Last Saturday Mississippi deer hunter Mack Ginn climbed into his tiny box blind around 6 a.m. About 2 hours later he heard a funny rattling sound.
Mack had never head a rattlesnake rattle before, but he started thinking, “That’s probably what a rattler would sound like.”
He looked down and spotted the thick snake on the blind’s floor inches from his foot!
In one giant leap he jumped up and stood on his chair. “My first thought was to get away,” he said. “When I was in that chair, I realized I had nowhere to go.”
Mack had no room to escape the small blind. The snake became agitated and started striking at the chair!
Only one thing to do. Mack aimed his .270 straight down and fired at the angry rattler. He missed, but killed the viper with the second bullet. The shots in the tiny metal blind were deafening, and Mack’s ears rang for days.
The snake measured 4 ½ feet, was thick as a beer can and had 8 rattles.
I am fixing to hunt in Texas and Alabama late this month, and the thought of this is on my mind.

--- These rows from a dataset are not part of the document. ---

use std::time::Duration;

use axum::{
    extract::{DefaultBodyLimit, Multipart, Path, State},
    http::StatusCode,
    routing::{get, put},
    Json, Router,
};
use validator::Validate;

use crate::api::errors::ApiError;
use crate::api::guards::{self, CurrentActor};
use crate::api::validation::validate_lecture_extension;
use crate::core::state::AppState;
use crate::core::time::primitive_now_utc;
use crate::db::models::{Lecture, Subject};
use crate::db::types::LectureStatus;
use crate::repositories;
use crate::schemas::lecture::{LectureDownloadResponse, LectureResponse, LectureUpdate};
use crate::schemas::{StatusChangeResponse, StatusUpdate};
use crate::services::access::{self, Actor, ContentRef};
use crate::services::lectures::{self as lecture_service, LectureUpload};
use crate::services::publishing::{self, StatusChange};

/// Multipart overhead allowed on top of the configured file size.
const MULTIPART_OVERHEAD_BYTES: usize = 1024 * 1024;

/// Routes under `/subjects/:subject_id`.
pub(crate) fn subject_router(max_upload_bytes: u64) -> Router<AppState> {
    Router::new().route(
        "/:subject_id/lectures",
        get(list_lectures).post(upload_lecture).layer(body_limit(max_upload_bytes)),
    )
}

pub(crate) fn router(max_upload_bytes: u64) -> Router<AppState> {
    Router::new()
        .route("/:lecture_id", get(get_lecture).patch(update_lecture).delete(delete_lecture))
        .route("/:lecture_id/file", put(replace_file).layer(body_limit(max_upload_bytes)))
        .route("/:lecture_id/status", put(change_status))
        .route("/:lecture_id/download", get(download_lecture))
}

fn body_limit(max_upload_bytes: u64) -> DefaultBodyLimit {
    let limit = usize::try_from(max_upload_bytes).unwrap_or(usize::MAX);
    DefaultBodyLimit::max(limit.saturating_add(MULTIPART_OVERHEAD_BYTES))
}

#[derive(Debug, Default)]
struct LectureForm {
    title: Option<String>,
    status: Option<LectureStatus>,
    upload: Option<LectureUpload>,
}

async fn read_lecture_form(state: &AppState, mut multipart: Multipart) -> Result<LectureForm, ApiError> {
    let storage_settings = state.settings().storage();
    let max_bytes = storage_settings.max_upload_bytes();
    let mut form = LectureForm::default();

    while let Some(mut field) = multipart
        .next_field()
        .await
        .map_err(|_| ApiError::BadRequest("Invalid multipart data".to_string()))?
    {
        let name = field.name().unwrap_or("").to_string();
        match name.as_str() {
            "file" => {
                let filename = field
                    .file_name()
                    .map(|s| s.to_string())
                    .ok_or_else(|| ApiError::BadRequest("File name is required".to_string()))?;
                let extension = validate_lecture_extension(
                    &filename,
                    &storage_settings.allowed_lecture_extensions,
                )?;

                let mut bytes = Vec::new();
                while let Some(chunk) = field
                    .chunk()
                    .await
                    .map_err(|_| ApiError::BadRequest("Failed to read file".to_string()))?
                {
                    let next_size = bytes.len() as u64 + chunk.len() as u64;
                    if next_size > max_bytes {
                        return Err(ApiError::PayloadTooLarge(format!(
                            "File size exceeds {}MB limit",
                            storage_settings.max_upload_size_mb
                        )));
                    }
                    bytes.extend_from_slice(&chunk);
                }
                if bytes.is_empty() {
                    return Err(ApiError::BadRequest("File is empty".to_string()));
                }
                form.upload = Some(LectureUpload { filename, extension, bytes });
            }
            "title" => {
                let text = field
                    .text()
                    .await
                    .map_err(|_| ApiError::BadRequest("Invalid title".to_string()))?;
                form.title = Some(text.trim().to_string());
            }
            "status" => {
                let text = field
                    .text()
                    .await
                    .map_err(|_| ApiError::BadRequest("Invalid status".to_string()))?;
                let status = serde_json::from_value(serde_json::Value::String(text.trim().to_lowercase()))
                    .map_err(|_| ApiError::BadRequest("Unknown lecture status".to_string()))?;
                form.status = Some(status);
            }
            _ => {}
        }
    }

    Ok(form)
}

async fn list_lectures(
    Path(subject_id): Path<String>,
    CurrentActor(actor): CurrentActor,
    State(state): State<AppState>,
) -> Result<Json<Vec<LectureResponse>>, ApiError> {
    let subject = guards::load_subject(&state, &subject_id).await?;
    let can_manage = access::can_manage(state.db(), &actor, &subject_id)
        .await
        .map_err(|e| ApiError::internal(e, "Failed to resolve subject access"))?;
    if !can_manage {
        guards::require_view(&state, &actor, ContentRef::subject(&subject), "Subject not found")
            .await?;
    }

    let lectures = repositories::lectures::list_by_subject(state.db(), &subject_id, !can_manage)
        .await
        .map_err(|e| ApiError::internal(e, "Failed to list lectures"))?;

    Ok(Json(lectures.into_iter().map(LectureResponse::from_db).collect()))
}

async fn upload_lecture(
    Path(subject_id): Path<String>,
    CurrentActor(actor): CurrentActor,
    State(state): State<AppState>,
    multipart: Multipart,
) -> Result<(StatusCode, Json<LectureResponse>), ApiError> {
    guards::require_manage(&state, &actor, &subject_id).await?;

    let form = read_lecture_form(&state, multipart).await?;
    let title = form
        .title
        .filter(|title| !title.is_empty())
        .ok_or_else(|| ApiError::BadRequest("title is required".to_string()))?;
    if title.chars().count() > 200 {
        return Err(ApiError::BadRequest("title must be 1-200 characters".to_string()));
    }

    let lecture = lecture_service::create_lecture(
        state.db(),
        state.storage(),
        &subject_id,
        &title,
        form.status.unwrap_or(LectureStatus::Hidden),
        form.upload,
    )
    .await?;

    tracing::info!(
        user_id = %actor.id,
        subject_id = %subject_id,
        lecture_id = %lecture.id,
        action = "lecture_create",
        "Lecture created"
    );

    Ok((StatusCode::CREATED, Json(LectureResponse::from_db(lecture))))
}

async fn get_lecture(
    Path(lecture_id): Path<String>,
    CurrentActor(actor): CurrentActor,
    State(state): State<AppState>,
) -> Result<Json<LectureResponse>, ApiError> {
    let (lecture, _subject) = load_viewable(&state, &actor, &lecture_id).await?;
    Ok(Json(LectureResponse::from_db(lecture)))
}

async fn update_lecture(
    Path(lecture_id): Path<String>,
    CurrentActor(actor): CurrentActor,
    State(state): State<AppState>,
    Json(payload): Json<LectureUpdate>,
) -> Result<Json<LectureResponse>, ApiError> {
    payload.validate().map_err(|e| ApiError::BadRequest(e.to_string()))?;
    load_managed(&state, &actor, &lecture_id).await?;

    repositories::lectures::update_title(
        state.db(),
        &lecture_id,
        payload.title.trim(),
        primitive_now_utc(),
    )
    .await
    .map_err(|e| ApiError::internal(e, "Failed to update lecture"))?;

    let lecture = fetch_lecture(&state, &lecture_id).await?;
    Ok(Json(LectureResponse::from_db(lecture)))
}

async fn replace_file(
    Path(lecture_id): Path<String>,
    CurrentActor(actor): CurrentActor,
    State(state): State<AppState>,
    multipart: Multipart,
) -> Result<Json<LectureResponse>, ApiError> {
    load_managed(&state, &actor, &lecture_id).await?;

    let form = read_lecture_form(&state, multipart).await?;
    let upload = form.upload.ok_or_else(|| ApiError::BadRequest("File is required".to_string()))?;

    let lecture =
        lecture_service::replace_file(state.db(), state.storage(), &lecture_id, upload).await?;

    tracing::info!(
        user_id = %actor.id,
        lecture_id = %lecture_id,
        action = "lecture_replace_file",
        "Lecture file replaced"
    );

    Ok(Json(LectureResponse::from_db(lecture)))
}

async fn delete_lecture(
    Path(lecture_id): Path<String>,
    CurrentActor(actor): CurrentActor,
    State(state): State<AppState>,
) -> Result<StatusCode, ApiError> {
    load_managed(&state, &actor, &lecture_id).await?;
    lecture_service::delete_lecture(state.db(), state.storage(), &lecture_id).await?;

    tracing::info!(
        user_id = %actor.id,
        lecture_id = %lecture_id,
        action = "lecture_delete",
        "Lecture deleted"
    );
    Ok(StatusCode::NO_CONTENT)
}

async fn change_status(
    Path(lecture_id): Path<String>,
    CurrentActor(actor): CurrentActor,
    State(state): State<AppState>,
    Json(payload): Json<StatusUpdate<LectureStatus>>,
) -> Result<Json<StatusChangeResponse>, ApiError> {
    let (lecture, _subject) = load_managed(&state, &actor, &lecture_id).await?;

    let outcome = publishing::request_status_change(
        state.db(),
        &StatusChange::Lecture { id: lecture_id, status: payload.status },
    )
    .await
    .map_err(|e| ApiError::internal(e, "Failed to change lecture status"))?;

    StatusChangeResponse::from_outcome(outcome, payload.status.as_str(), lecture.status.as_str())
        .map(Json)
        .ok_or_else(|| ApiError::NotFound("Lecture not found".to_string()))
}

async fn download_lecture(
    Path(lecture_id): Path<String>,
    CurrentActor(actor): CurrentActor,
    State(state): State<AppState>,
) -> Result<Json<LectureDownloadResponse>, ApiError> {
    let (lecture, _subject) = load_viewable(&state, &actor, &lecture_id).await?;
    let key = lecture
        .file_path
        .as_deref()
        .ok_or_else(|| ApiError::NotFound("Lecture has no file".to_string()))?;
    let storage = state
        .storage()
        .ok_or_else(|| ApiError::ServiceUnavailable("File storage is not configured".to_string()))?;

    let expires_in_seconds = state.settings().storage().presigned_url_expire_minutes * 60;
    let url = storage
        .presign_get(key, lecture.original_filename.as_deref(), Duration::from_secs(expires_in_seconds))
        .await
        .map_err(|e| ApiError::internal(e, "Failed to create download link"))?;

    tracing::info!(user_id = %actor.id, lecture_id = %lecture.id, "Lecture download link issued");

    Ok(Json(LectureDownloadResponse {
        url,
        filename: lecture.original_filename,
        expires_in_seconds,
    }))
}

async fn fetch_lecture(state: &AppState, lecture_id: &str) -> Result<Lecture, ApiError> {
    repositories::lectures::find_by_id(state.db(), lecture_id)
        .await
        .map_err(|e| ApiError::internal(e, "Failed to fetch lecture"))?
        .ok_or_else(|| ApiError::NotFound("Lecture not found".to_string()))
}

async fn load_viewable(
    state: &AppState,
    actor: &Actor,
    lecture_id: &str,
) -> Result<(Lecture, Subject), ApiError> {
    let lecture = fetch_lecture(state, lecture_id).await?;
    let subject = guards::load_subject(state, &lecture.subject_id).await?;
    guards::require_view(
        state,
        actor,
        ContentRef::lecture(&subject, lecture.status),
        "Lecture not found",
    )
    .await?;
    Ok((lecture, subject))
}

async fn load_managed(
    state: &AppState,
    actor: &Actor,
    lecture_id: &str,
) -> Result<(Lecture, Subject), ApiError> {
    let lecture = fetch_lecture(state, lecture_id).await?;
    let subject = guards::require_manage(state, actor, &lecture.subject_id).await?;
    Ok((lecture, subject))
}

#[cfg(test)]
mod tests;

“(In the South snakes) don’t truly hibernate. They’re semi-active. They move around. They’re not in a trance or anything,” said Mississippi herpetologist Terry Vandeventer when he heard about Mack’s snake encounter. “In the South, snakes are active on some level 12 months of the year.”
Remember that if you’re still hunting down South, especially in a ground blind in the dark!